The task: Lines with the word "warn" are the ones wanted. Copy each of them from the entries below.

Segment Start: Records provided

// Cadenza
// Copyright (c) 2025 The Project Cadenza Developers.
//
// This Source Code Form is subject to the terms of the Mozilla Public
// License, v. 2.0. If a copy of the MPL was not distributed with this
// file, You can obtain one at https://mozilla.org/MPL/2.0/.

//! Pure Rust Bink demuxer, video decoder, and audio decoder.
//!
//! [`BinkReader`] demuxes the container into per-track packets; [`BinkVideoDecoder`] and
//! [`BinkAudioDecoder`] decode them. [`Bink`] ties the three together into the whole-file
//! driver most callers want: open a source, then pull decoded frames one at a time.

#![warn(rust_2018_idioms)]
#![forbid(unsafe_code)]

mod audio;
mod demux;
mod video;

pub use audio::BinkAudioDecoder;
pub use demux::{BinkReader, VideoFlags, VIDEO_TRACK_ID};
pub use video::{BinkVideoDecoder, Plane, VideoFrame};

use cadenza_core::errors::{end_of_stream_error, Result};
use cadenza_core::formats::FormatReader;
use cadenza_core::io::{MediaSource, MediaSourceStream};
use cadenza_core::units::TimeBase;

use log::warn;

/// The decoded audio of one track for one frame: interleaved 32-bit float samples.
pub struct AudioTrack {
    /// The sample rate of the interleaved signal in Hz.
    pub sample_rate: u32,
    /// The number of interleaved channels.
    pub channels: u32,
    /// The interleaved samples of the frame. Empty for frames without audio payload.
    pub samples: Vec<f32>,
}

/// One decoded frame: the video planes and each audio track's samples.
pub struct Frame<'a> {
    /// The decoded video planes.
    pub video: &'a VideoFrame,
    /// The decoded audio, one entry per track.
    pub audio: &'a [AudioTrack],
}

/// A whole-file Bink decoder: demuxer, video decoder, and per-track audio decoders driven in
/// index order.
pub struct Bink {
    reader: BinkReader,
    video: BinkVideoDecoder,
    audio: Vec<BinkAudioDecoder>,
    audio_out: Vec<AudioTrack>,
    frame: usize,
    time_base: TimeBase,
}

impl Bink {
    /// Opens a Bink stream and instantiates decoders for every track.
    pub fn open(source: Box<dyn MediaSource>) -> Result<Bink> {
        let reader = BinkReader::try_new(MediaSourceStream::new(source))?;

        let tracks = reader.tracks();

        let video = BinkVideoDecoder::try_new(&tracks[0].codec_params)?;

        let mut audio = Vec::new();
        let mut audio_out = Vec::new();

        for track in &tracks[1..] {
            let decoder = BinkAudioDecoder::try_new(&track.codec_params)?;

            audio_out.push(AudioTrack {
                sample_rate: decoder.sample_rate(),
                channels: decoder.channels() as u32,
                samples: Vec::new(),
            });
            audio.push(decoder);
        }

        let time_base = tracks[0].codec_params.time_base.unwrap_or_else(|| TimeBase::new(1, 25));

        Ok(Bink { reader, video, audio, audio_out, frame: 0, time_base })
    }

    /// The total number of frames in the file.
    pub fn frame_count(&self) -> usize {
        self.reader.frame_count()
    }

    /// The timebase mapping frame numbers to seconds.
    pub fn time_base(&self) -> TimeBase {
        self.time_base
    }

    /// Decodes the next frame and returns its planes and audio.
    ///
    /// A malformed frame fails whole: the error is returned, the frame counter still advances,
    /// and the next call decodes the following frame. Past the last frame the end-of-stream
    /// error is returned.
    pub fn next_frame(&mut self) -> Result<Frame<'_>> {
        if self.frame >= self.reader.frame_count() {
            return end_of_stream_error();
        }

        let result = self.decode_frame();

        // A failed frame is skipped, not retried; resynchronise the demuxer in either case.
        self.frame += 1;
        self.reader.seek_to_frame(self.frame)?;

        result?;

        Ok(Frame { video: self.video.frame(), audio: &self.audio_out })
    }

    fn decode_frame(&mut self) -> Result<()> {
        // One packet per audio track, then the video packet.
        for i in 0..self.audio.len() {
            let packet = self.reader.next_packet()?;

            let samples = self.audio[i].decode(&packet)?;

            let out = &mut self.audio_out[i];
            out.samples.clear();
            out.samples.extend_from_slice(samples);
        }

        let packet = self.reader.next_packet()?;

        if packet.track_id() != VIDEO_TRACK_ID {
            warn!("bink: unexpected track id {}", packet.track_id());
        }

        self.video.decode(&packet)
    }
}

#[cfg(test)]
mod tests {
    use super::Bink;
    use std::io::Cursor;

    #[test]
    fn verify_open_rejects_garbage() {
        let data = b"RIFF\x00\x00\x00\x00WAVEfmt ".to_vec();
        assert!(Bink::open(Box::new(Cursor::new(data))).is_err());
    }
}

Segment End: Records provided

Solution:
#![warn(rust_2018_idioms)]
use log::warn;
            warn!("bink: unexpected track id {}", packet.track_id());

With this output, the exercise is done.